Importantly, when subcurative doses of F-araAMP were combined with immune checkpoint inhibitors, significant tumor burden reductions and complete regressions were observed in otherwise resistant tumors. The study also found that treating a PNP-expressing tumor with F-araAMP enhanced immune checkpoint blockade in distant, untreated tumors, indicating systemic anti-tumor immunity activation after a single treatment cycle.
“These findings substantially expand the scientific relevance of Gedeptin beyond localized tumor control,” said David Dodd, Chairman and CEO of GeoVax. “The data suggest that localized Gedeptin treatment may function as a force multiplier for checkpoint inhibitors by activating systemic anti-tumor immunity, disrupting immunosuppressive tumor microenvironments, and potentially broadening immune checkpoint inhibitor responses beyond directly treated tumors.”
GeoVax believes these results position Gedeptin as a broader immune-sensitization and tumor microenvironment engineering platform applicable across multiple solid tumors where checkpoint therapy alone is insufficient. The company is advancing development plans to evaluate Gedeptin in combination with checkpoint inhibitors, including pembrolizumab-based regimens.
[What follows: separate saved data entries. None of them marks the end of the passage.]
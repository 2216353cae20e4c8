//! HTTP handlers for the feedback form and its JSON API.

use axum::{
    body::Bytes,
    extract::State,
    http::StatusCode,
    response::{Html, IntoResponse, Redirect, Response},
    Form, Json,
};

use tokio::task::JoinHandle;

use crate::application::feedback::FeedbackController;
use crate::domain::feedback::{WorkflowError, WorkflowState};

use super::dto::{
    AnalyzeForm, AnalyzeRequest, ErrorResponse, FeedbackStateResponse, UpdateTextRequest,
};
use super::page::render_page;

// ════════════════════════════════════════════════════════════════════════════
// Handler state
// ════════════════════════════════════════════════════════════════════════════

#[derive(Clone)]
pub struct FeedbackAppState {
    controller: FeedbackController,
}

impl FeedbackAppState {
    pub fn new(controller: FeedbackController) -> Self {
        Self { controller }
    }
}

// ════════════════════════════════════════════════════════════════════════════
// Browser form
// ════════════════════════════════════════════════════════════════════════════

/// GET / - Render the form and current panel
pub async fn show_form(State(state): State<FeedbackAppState>) -> Html<String> {
    let snapshot = state.controller.snapshot().await;
    Html(render_page(&snapshot))
}

/// POST /analyze - Store the text and start an analysis in the background
pub async fn submit_form(
    State(state): State<FeedbackAppState>,
    Form(form): Form<AnalyzeForm>,
) -> Redirect {
    if let Err(e) = start_analysis(&state.controller, Some(form.feedback)).await {
        // The form is disabled while loading; a resubmission here is a stale page.
        tracing::debug!(error = %e, "Ignoring form submission");
    }
    Redirect::to("/")
}

/// POST /reset - Clear the form
pub async fn reset_form(State(state): State<FeedbackAppState>) -> Redirect {
    state.controller.reset().await;
    Redirect::to("/")
}

// ════════════════════════════════════════════════════════════════════════════
// JSON API
// ════════════════════════════════════════════════════════════════════════════

/// GET /api/feedback - Current state
pub async fn get_state(State(state): State<FeedbackAppState>) -> Json<FeedbackStateResponse> {
    Json(state.controller.snapshot().await.into())
}

/// PUT /api/feedback/text - Replace the feedback text
pub async fn update_text(
    State(state): State<FeedbackAppState>,
    Json(req): Json<UpdateTextRequest>,
) -> Response {
    match state.controller.set_text(req.text).await {
        Ok(()) => StatusCode::NO_CONTENT.into_response(),
        Err(e) => handle_workflow_error(e),
    }
}

/// POST /api/feedback/analyze - Run an analysis and return the resulting state
///
/// The body is optional; when present it must be a valid `AnalyzeRequest`.
pub async fn analyze(State(state): State<FeedbackAppState>, body: Bytes) -> Response {
    let text = match parse_analyze_body(&body) {
        Ok(text) => text,
        Err(response) => return response,
    };

    let handle = match start_analysis(&state.controller, text).await {
        Ok(handle) => handle,
        Err(e) => return handle_workflow_error(e),
    };

    if let Some(handle) = handle {
        if let Err(e) = handle.await {
            tracing::error!(error = %e, "Analysis task failed to complete");
            return (
                StatusCode::INTERNAL_SERVER_ERROR,
                Json(ErrorResponse::internal("Analysis task failed")),
            )
                .into_response();
        }
    }

    let response: FeedbackStateResponse = state.controller.snapshot().await.into();
    (StatusCode::OK, Json(response)).into_response()
}

/// POST /api/feedback/reset - Clear the form and return the resulting state
pub async fn reset(State(state): State<FeedbackAppState>) -> Json<FeedbackStateResponse> {
    state.controller.reset().await;
    Json(state.controller.snapshot().await.into())
}

/// GET /health - Liveness probe
pub async fn health() -> &'static str {
    "ok"
}

// ════════════════════════════════════════════════════════════════════════════
// Helpers
// ════════════════════════════════════════════════════════════════════════════

async fn start_analysis(
    controller: &FeedbackController,
    text: Option<String>,
) -> Result<Option<JoinHandle<WorkflowState>>, WorkflowError> {
    controller.spawn_submission_with(text).await
}

/// An empty body means "analyze the stored text".
fn parse_analyze_body(body: &[u8]) -> Result<Option<String>, Response> {
    if body.iter().all(u8::is_ascii_whitespace) {
        return Ok(None);
    }

    match serde_json::from_slice::<AnalyzeRequest>(body) {
        Ok(req) => Ok(req.text),
        Err(e) => {
            let status = if e.is_syntax() || e.is_eof() {
                StatusCode::BAD_REQUEST
            } else {
                StatusCode::UNPROCESSABLE_ENTITY
            };
            tracing::debug!(error = %e, "Rejecting analyze request body");
            Err((status, Json(ErrorResponse::invalid_body(e.to_string()))).into_response())
        }
    }
}

fn handle_workflow_error(e: WorkflowError) -> Response {
    (StatusCode::CONFLICT, Json(ErrorResponse::conflict(&e))).into_response()
}
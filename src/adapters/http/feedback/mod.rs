//! HTTP adapter for the feedback form.
//!
//! Exposes the analysis workflow two ways:
//! - `GET /`, `POST /analyze`, `POST /reset` - Server-rendered form
//! - `GET /api/feedback` - Current state as JSON
//! - `PUT /api/feedback/text` - Replace the text
//! - `POST /api/feedback/analyze` - Run an analysis and wait for the outcome
//! - `POST /api/feedback/reset` - Clear the form
//! - `GET /health` - Liveness probe

pub mod dto;
pub mod handlers;
pub mod page;
pub mod routes;

pub use dto::*;
pub use handlers::FeedbackAppState;
pub use page::render_page;
pub use routes::feedback_router;
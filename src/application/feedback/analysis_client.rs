//! AnalysisClient - one round trip to the model per feedback text.

use std::sync::Arc;

use uuid::Uuid;

use super::prompt::{build_prompt, response_schema, DEFAULT_TEMPERATURE};
use crate::domain::feedback::{parse_analysis, AnalysisError, AnalysisResult, MAX_KEY_THEMES};
use crate::ports::{AIProvider, CompletionRequest};

/// Sends feedback to the model and validates the structured reply.
///
/// Single attempt, no retries. Every failure is logged with its cause and
/// returned as an [`AnalysisError`] carrying only the generic message.
pub struct AnalysisClient {
    provider: Arc<dyn AIProvider>,
    temperature: f32,
}

impl AnalysisClient {
    pub fn new(provider: Arc<dyn AIProvider>) -> Self {
        Self {
            provider,
            temperature: DEFAULT_TEMPERATURE,
        }
    }

    pub fn with_temperature(mut self, temperature: f32) -> Self {
        self.temperature = temperature;
        self
    }

    pub async fn analyze(&self, text: &str) -> Result<AnalysisResult, AnalysisError> {
        self.analyze_traced(text, Uuid::new_v4()).await
    }

    /// Same as [`analyze`](Self::analyze) with a caller-supplied request id.
    #[tracing::instrument(
        name = "analyze_feedback",
        skip(self, text),
        fields(provider = %self.provider.provider_info().name, chars = text.chars().count())
    )]
    pub async fn analyze_traced(
        &self,
        text: &str,
        request_id: Uuid,
    ) -> Result<AnalysisResult, AnalysisError> {
        let request = CompletionRequest::new(build_prompt(text), request_id.to_string())
            .with_temperature(self.temperature)
            .with_json_schema(response_schema().clone());

        let response = self.provider.complete(request).await.map_err(|e| {
            tracing::error!(%request_id, error = %e, "Error analyzing sentiment: remote call failed");
            AnalysisError::transport()
        })?;

        let result = parse_analysis(&response.content).map_err(|e| {
            tracing::error!(
                %request_id,
                error = %e,
                reply = %response.content,
                "Error analyzing sentiment: invalid reply"
            );
            AnalysisError::from_schema(&e)
        })?;

        if result.key_themes.len() > MAX_KEY_THEMES {
            tracing::warn!(
                %request_id,
                themes = result.key_themes.len(),
                "Model returned more key themes than requested"
            );
        }

        tracing::info!(
            %request_id,
            sentiment = %result.sentiment,
            score = result.sentiment_score,
            model = %response.model,
            "Feedback analyzed"
        );

        Ok(result)
    }
}
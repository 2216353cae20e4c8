//! AI Provider Port - Interface for the hosted language model.
//!
//! This port abstracts the single round trip the analysis client makes to a
//! generative model, so the client can be exercised without a network.
//!
//! # Design
//!
//! - One non-streaming completion per call, no retries
//! - Optional structured output: the caller can declare a JSON schema the
//!   reply must follow
//! - Error types for the failure modes providers report (auth, rate limits, ...)
//!
//! # Example
//!
//! ```ignore
//! use async_trait::async_trait;
//!
//! struct EchoProvider;
//!
//! #[async_trait]
//! impl AIProvider for EchoProvider {
//!     async fn complete(&self, request: CompletionRequest) -> Result<CompletionResponse, AIError> {
//!         Ok(CompletionResponse {
//!             content: request.prompt,
//!             usage: TokenUsage::default(),
//!             model: "echo".to_string(),
//!             finish_reason: FinishReason::Stop,
//!         })
//!     }
//!
//!     fn provider_info(&self) -> ProviderInfo {
//!         ProviderInfo::new("echo", "echo")
//!     }
//! }
//! ```

use async_trait::async_trait;
use serde::{Deserialize, Serialize};

/// Port for AI/LLM provider interactions.
///
/// Implementations connect to an external AI service and translate between
/// the provider-specific API and these types.
#[async_trait]
pub trait AIProvider: Send + Sync {
    /// Generate a single completion.
    async fn complete(&self, request: CompletionRequest) -> Result<CompletionResponse, AIError>;

    /// Get provider information (name, model).
    fn provider_info(&self) -> ProviderInfo;
}

/// Request for AI completion.
#[derive(Debug, Clone, PartialEq)]
pub struct CompletionRequest {
    /// Instruction text sent to the model.
    pub prompt: String,
    /// Temperature for response randomness (0.0 = deterministic).
    pub temperature: Option<f32>,
    /// Shape the reply must take.
    pub response_format: ResponseFormat,
    /// Trace ID correlating logs of one request.
    pub trace_id: String,
}

impl CompletionRequest {
    /// Creates a plain-text completion request.
    pub fn new(prompt: impl Into<String>, trace_id: impl Into<String>) -> Self {
        Self {
            prompt: prompt.into(),
            temperature: None,
            response_format: ResponseFormat::Text,
            trace_id: trace_id.into(),
        }
    }

    /// Sets the temperature.
    pub fn with_temperature(mut self, temp: f32) -> Self {
        self.temperature = Some(temp);
        self
    }

    /// Requests a JSON reply conforming to `schema`.
    pub fn with_json_schema(mut self, schema: serde_json::Value) -> Self {
        self.response_format = ResponseFormat::Json { schema };
        self
    }
}

/// Requested reply format.
#[derive(Debug, Clone, PartialEq)]
pub enum ResponseFormat {
    /// Free text.
    Text,
    /// JSON only, following the given schema.
    Json { schema: serde_json::Value },
}

/// Response from AI completion.
#[derive(Debug, Clone)]
pub struct CompletionResponse {
    /// Generated content, untouched.
    pub content: String,
    /// Token usage.
    pub usage: TokenUsage,
    /// Model that generated the response.
    pub model: String,
    /// Why the model stopped generating.
    pub finish_reason: FinishReason,
}

/// Token usage reported by the provider.
#[derive(Debug, Clone, Default, PartialEq, Eq, Serialize, Deserialize)]
pub struct TokenUsage {
    /// Tokens in the prompt.
    pub prompt_tokens: u32,
    /// Tokens in the completion.
    pub completion_tokens: u32,
    /// Total tokens (prompt + completion).
    pub total_tokens: u32,
}

impl TokenUsage {
    /// Creates new token usage.
    pub fn new(prompt_tokens: u32, completion_tokens: u32) -> Self {
        Self {
            prompt_tokens,
            completion_tokens,
            total_tokens: prompt_tokens + completion_tokens,
        }
    }
}

/// Reason the model stopped generating.
#[derive(Debug, Clone, Copy, PartialEq, Eq, Hash, Serialize, Deserialize)]
#[serde(rename_all = "snake_case")]
pub enum FinishReason {
    /// Natural stop (end of response).
    Stop,
    /// Hit the output token limit.
    Length,
    /// Content was filtered for safety.
    ContentFilter,
    /// Anything the provider reports that we don't model.
    Other,
}

/// Provider information.
#[derive(Debug, Clone, PartialEq, Eq, Serialize, Deserialize)]
pub struct ProviderInfo {
    /// Provider name (e.g., "gemini").
    pub name: String,
    /// Model identifier (e.g., "gemini-2.5-flash").
    pub model: String,
}

impl ProviderInfo {
    /// Creates new provider info.
    pub fn new(name: impl Into<String>, model: impl Into<String>) -> Self {
        Self {
            name: name.into(),
            model: model.into(),
        }
    }
}

/// AI provider errors.
#[derive(Debug, Clone, PartialEq, Eq, thiserror::Error)]
pub enum AIError {
    /// Rate limited by provider.
    #[error("rate limited: retry after {retry_after_secs}s")]
    RateLimited {
        /// Seconds until retry is allowed.
        retry_after_secs: u32,
    },

    /// Content was filtered for safety.
    #[error("content filtered: {reason}")]
    ContentFiltered {
        /// Reason for filtering.
        reason: String,
    },

    /// Provider is unavailable.
    #[error("provider unavailable: {message}")]
    Unavailable {
        /// Error details.
        message: String,
    },

    /// API key or authentication failed.
    #[error("authentication failed")]
    AuthenticationFailed,

    /// Network error during request.
    #[error("network error: {0}")]
    Network(String),

    /// Failed to parse provider response.
    #[error("parse error: {0}")]
    Parse(String),

    /// Invalid request configuration.
    #[error("invalid request: {0}")]
    InvalidRequest(String),

    /// Request timed out.
    #[error("request timed out after {timeout_secs}s")]
    Timeout {
        /// Configured timeout.
        timeout_secs: u32,
    },
}

impl AIError {
    /// Creates a rate limited error.
    pub fn rate_limited(retry_after_secs: u32) -> Self {
        Self::RateLimited { retry_after_secs }
    }

    /// Creates a content filtered error.
    pub fn content_filtered(reason: impl Into<String>) -> Self {
        Self::ContentFiltered {
            reason: reason.into(),
        }
    }

    /// Creates an unavailable error.
    pub fn unavailable(message: impl Into<String>) -> Self {
        Self::Unavailable {
            message: message.into(),
        }
    }

    /// Creates a network error.
    pub fn network(message: impl Into<String>) -> Self {
        Self::Network(message.into())
    }

    /// Creates a parse error.
    pub fn parse(message: impl Into<String>) -> Self {
        Self::Parse(message.into())
    }
}
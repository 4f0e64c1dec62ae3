#![forbid(unsafe_code)]

//! Pull-based, version-tracked observable cell.
//!
//! # Usage
//!
//! ```
//! use keel_reactive::Observable;
//!
//! let count = Observable::new(0);
//! let _sub = count.subscribe(|v| assert!(*v > 0));
//! count.set(3);
//! assert_eq!(count.get(), 3);
//! assert_eq!(count.version(), 1);
//! ```
//!
//! # Failure Modes
//!
//! - Listener panic: propagates to the caller of `set()` (or to the
//!   [`BatchScope`](crate::BatchScope) drop that flushed it).
//! - Cell dropped while a subscription is alive: the subscription is inert.

use std::cell::RefCell;
use std::rc::{Rc, Weak};

use crate::batch::defer_or_run;
use crate::subscribable::{Listeners, Subscribable, Subscription};

/// Equality predicate deciding whether a write is a change.
pub type Equality<T> = Rc<dyn Fn(&T, &T) -> bool>;

struct Inner<T> {
    value: T,
    version: u64,
    equals: Equality<T>,
    listeners: Listeners<T>,
}

/// A shared, version-tracked value with change notification.
///
/// Clones share the same underlying cell.
pub struct Observable<T> {
    inner: Rc<RefCell<Inner<T>>>,
}

impl<T> Clone for Observable<T> {
    fn clone(&self) -> Self {
        Self {
            inner: Rc::clone(&self.inner),
        }
    }
}

impl<T: Clone + PartialEq + 'static> Observable<T> {
    /// Create a cell that treats `PartialEq`-equal writes as no-ops.
    #[must_use]
    pub fn new(value: T) -> Self {
        Self::with_equality(value, Rc::new(|a: &T, b: &T| a == b))
    }
}

impl<T: Clone + 'static> Observable<T> {
    /// Create a cell with a custom change predicate.
    ///
    /// `equals(old, new) == true` makes a write a no-op.
    #[must_use]
    pub fn with_equality(value: T, equals: Equality<T>) -> Self {
        Self {
            inner: Rc::new(RefCell::new(Inner {
                value,
                version: 0,
                equals,
                listeners: Listeners::new(),
            })),
        }
    }

    /// Clone out the current value.
    #[must_use]
    pub fn get(&self) -> T {
        self.inner.borrow().value.clone()
    }

    /// Borrow the current value for the duration of `f`.
    ///
    /// `f` must not write to this cell.
    pub fn with<R>(&self, f: impl FnOnce(&T) -> R) -> R {
        f(&self.inner.borrow().value)
    }

    /// Store `value`, notifying subscribers if it differs from the current one.
    ///
    /// Returns whether the value changed.
    pub fn set(&self, value: T) -> bool {
        {
            let mut inner = self.inner.borrow_mut();
            if (inner.equals)(&inner.value, &value) {
                return false;
            }
            inner.value = value;
            inner.version += 1;
        }
        self.notify();
        true
    }

    /// Derive the next value from the current one and store it.
    pub fn update(&self, f: impl FnOnce(&T) -> T) -> bool {
        let next = self.with(f);
        self.set(next)
    }

    /// Number of changes since creation.
    #[must_use]
    pub fn version(&self) -> u64 {
        self.inner.borrow().version
    }

    /// Register a change listener.
    pub fn subscribe(&self, callback: impl Fn(&T) + 'static) -> Subscription {
        self.inner.borrow_mut().listeners.add(Box::new(callback))
    }

    /// Number of live subscribers.
    #[must_use]
    pub fn subscriber_count(&self) -> usize {
        self.inner.borrow().listeners.len()
    }

    /// Detach every subscriber. Existing guards become inert.
    pub fn clear_subscribers(&self) {
        self.inner.borrow_mut().listeners.clear();
    }

    fn notify(&self) {
        let weak: Weak<RefCell<Inner<T>>> = Rc::downgrade(&self.inner);
        let key = Rc::as_ptr(&self.inner) as *const () as usize;
        defer_or_run(Some(key), move || {
            if let Some(inner) = weak.upgrade() {
                notify_inner(&inner);
            }
        });
    }
}

fn notify_inner<T: Clone + 'static>(inner: &Rc<RefCell<Inner<T>>>) {
    let (value, callbacks) = {
        let mut guard = inner.borrow_mut();
        let callbacks = guard.listeners.live();
        (guard.value.clone(), callbacks)
    };
    for callback in callbacks {
        callback(&value);
    }
}

impl<T: Clone + 'static> Subscribable<T> for Observable<T> {
    fn get(&self) -> T {
        Observable::get(self)
    }

    fn subscribe(&self, listener: Box<dyn Fn(&T)>) -> Subscription {
        self.inner.borrow_mut().listeners.add(listener)
    }
}

impl<T: std::fmt::Debug> std::fmt::Debug for Observable<T> {
    fn fmt(&self, f: &mut std::fmt::Formatter<'_>) -> std::fmt::Result {
        let inner = self.inner.borrow();
        f.debug_struct("Observable")
            .field("value", &inner.value)
            .field("version", &inner.version)
            .finish()
    }
}

#[cfg(test)]
mod tests {
    use super::*;
    use crate::BatchScope;
    use std::cell::Cell;

    #[test]
    fn equal_write_is_noop() {
        let obs = Observable::new(5);
        let hits = Rc::new(Cell::new(0));
        let h = Rc::clone(&hits);
        let _sub = obs.subscribe(move |_| h.set(h.get() + 1));

        assert!(!obs.set(5));
        assert_eq!(obs.version(), 0);
        assert_eq!(hits.get(), 0);

        assert!(obs.set(6));
        assert_eq!(obs.version(), 1);
        assert_eq!(hits.get(), 1);
    }

    #[test]
    fn subscribers_notified_in_registration_order() {
        let obs = Observable::new(0);
        let order = Rc::new(RefCell::new(Vec::new()));
        let subs: Vec<_> = (0..3)
            .map(|i| {
                let o = Rc::clone(&order);
                obs.subscribe(move |_| o.borrow_mut().push(i))
            })
            .collect();
        obs.set(1);
        assert_eq!(*order.borrow(), vec![0, 1, 2]);
        drop(subs);
    }

    #[test]
    fn dropped_subscription_stops_notifications() {
        let obs = Observable::new(0);
        let seen = Rc::new(Cell::new(0));
        let s = Rc::clone(&seen);
        let sub = obs.subscribe(move |v| s.set(*v));
        obs.set(1);
        drop(sub);
        obs.set(2);
        assert_eq!(seen.get(), 1);
        assert_eq!(obs.subscriber_count(), 0);
    }

    #[test]
    fn listener_may_write_back_into_the_cell() {
        let obs = Observable::new(0);
        let writer = obs.clone();
        let _sub = obs.subscribe(move |v| {
            if *v < 3 {
                writer.set(*v + 1);
            }
        });
        obs.set(1);
        assert_eq!(obs.get(), 3);
    }

    #[test]
    fn custom_equality_by_identity() {
        let first = Rc::new(String::from("same"));
        let obs = Observable::with_equality(
            Rc::clone(&first),
            Rc::new(|a: &Rc<String>, b: &Rc<String>| Rc::ptr_eq(a, b)),
        );
        assert!(obs.set(Rc::new(String::from("same"))), "new allocation is a change");
        let current = obs.get();
        assert!(!obs.set(current), "same pointer is not a change");
    }

    #[test]
    fn batch_coalesces_notifications() {
        let obs = Observable::new(0);
        let seen = Rc::new(RefCell::new(Vec::new()));
        let s = Rc::clone(&seen);
        let _sub = obs.subscribe(move |v| s.borrow_mut().push(*v));
        {
            let _batch = BatchScope::new();
            obs.set(1);
            obs.set(2);
            obs.set(3);
        }
        assert_eq!(*seen.borrow(), vec![3]);
        assert_eq!(obs.version(), 3);
    }

    #[test]
    fn clear_subscribers_detaches_everyone() {
        let obs = Observable::new(0);
        let hits = Rc::new(Cell::new(0));
        let h = Rc::clone(&hits);
        let _sub = obs.subscribe(move |_| h.set(h.get() + 1));
        obs.clear_subscribers();
        obs.set(9);
        assert_eq!(hits.get(), 0);
    }

    #[test]
    fn update_derives_from_current() {
        let obs = Observable::new(2);
        obs.update(|v| v * 10);
        assert_eq!(obs.get(), 20);
    }

    proptest::proptest! {
        #[test]
        fn version_counts_changes_and_listener_sees_each(
            writes in proptest::collection::vec(0_u8..4, 0..50),
        ) {
            let obs = Observable::new(0_u8);
            let seen = Rc::new(RefCell::new(Vec::new()));
            let s = Rc::clone(&seen);
            let _sub = obs.subscribe(move |v| s.borrow_mut().push(*v));

            let mut expected = Vec::new();
            let mut current = 0;
            for w in writes {
                if w != current {
                    expected.push(w);
                    current = w;
                }
                obs.set(w);
            }
            proptest::prop_assert_eq!(obs.version(), expected.len() as u64);
            proptest::prop_assert_eq!(&*seen.borrow(), &expected);
        }
    }
}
Gedeptin is a gene-directed enzyme prodrug therapy (GDEPT) that uses a non-replicating adenoviral vector to deliver purine nucleoside phosphorylase (PNP) into tumors. After administration of fludarabine, PNP converts the prodrug into a potent localized cytotoxic compound. Key characteristics include a strong bystander killing effect, tumor microenvironment remodeling, and potential systemic immune activation, supported by prior Phase 1 and Phase 1/2a clinical studies.
GeoVax continues to evaluate strategic partnerships and funding opportunities aligned with its development priorities. The company’s oncology program also includes GEO-MVA, a vaccine targeting mpox and smallpox, which is advancing under an expedited regulatory pathway with a planned Phase 3 trial in the second half of 2026.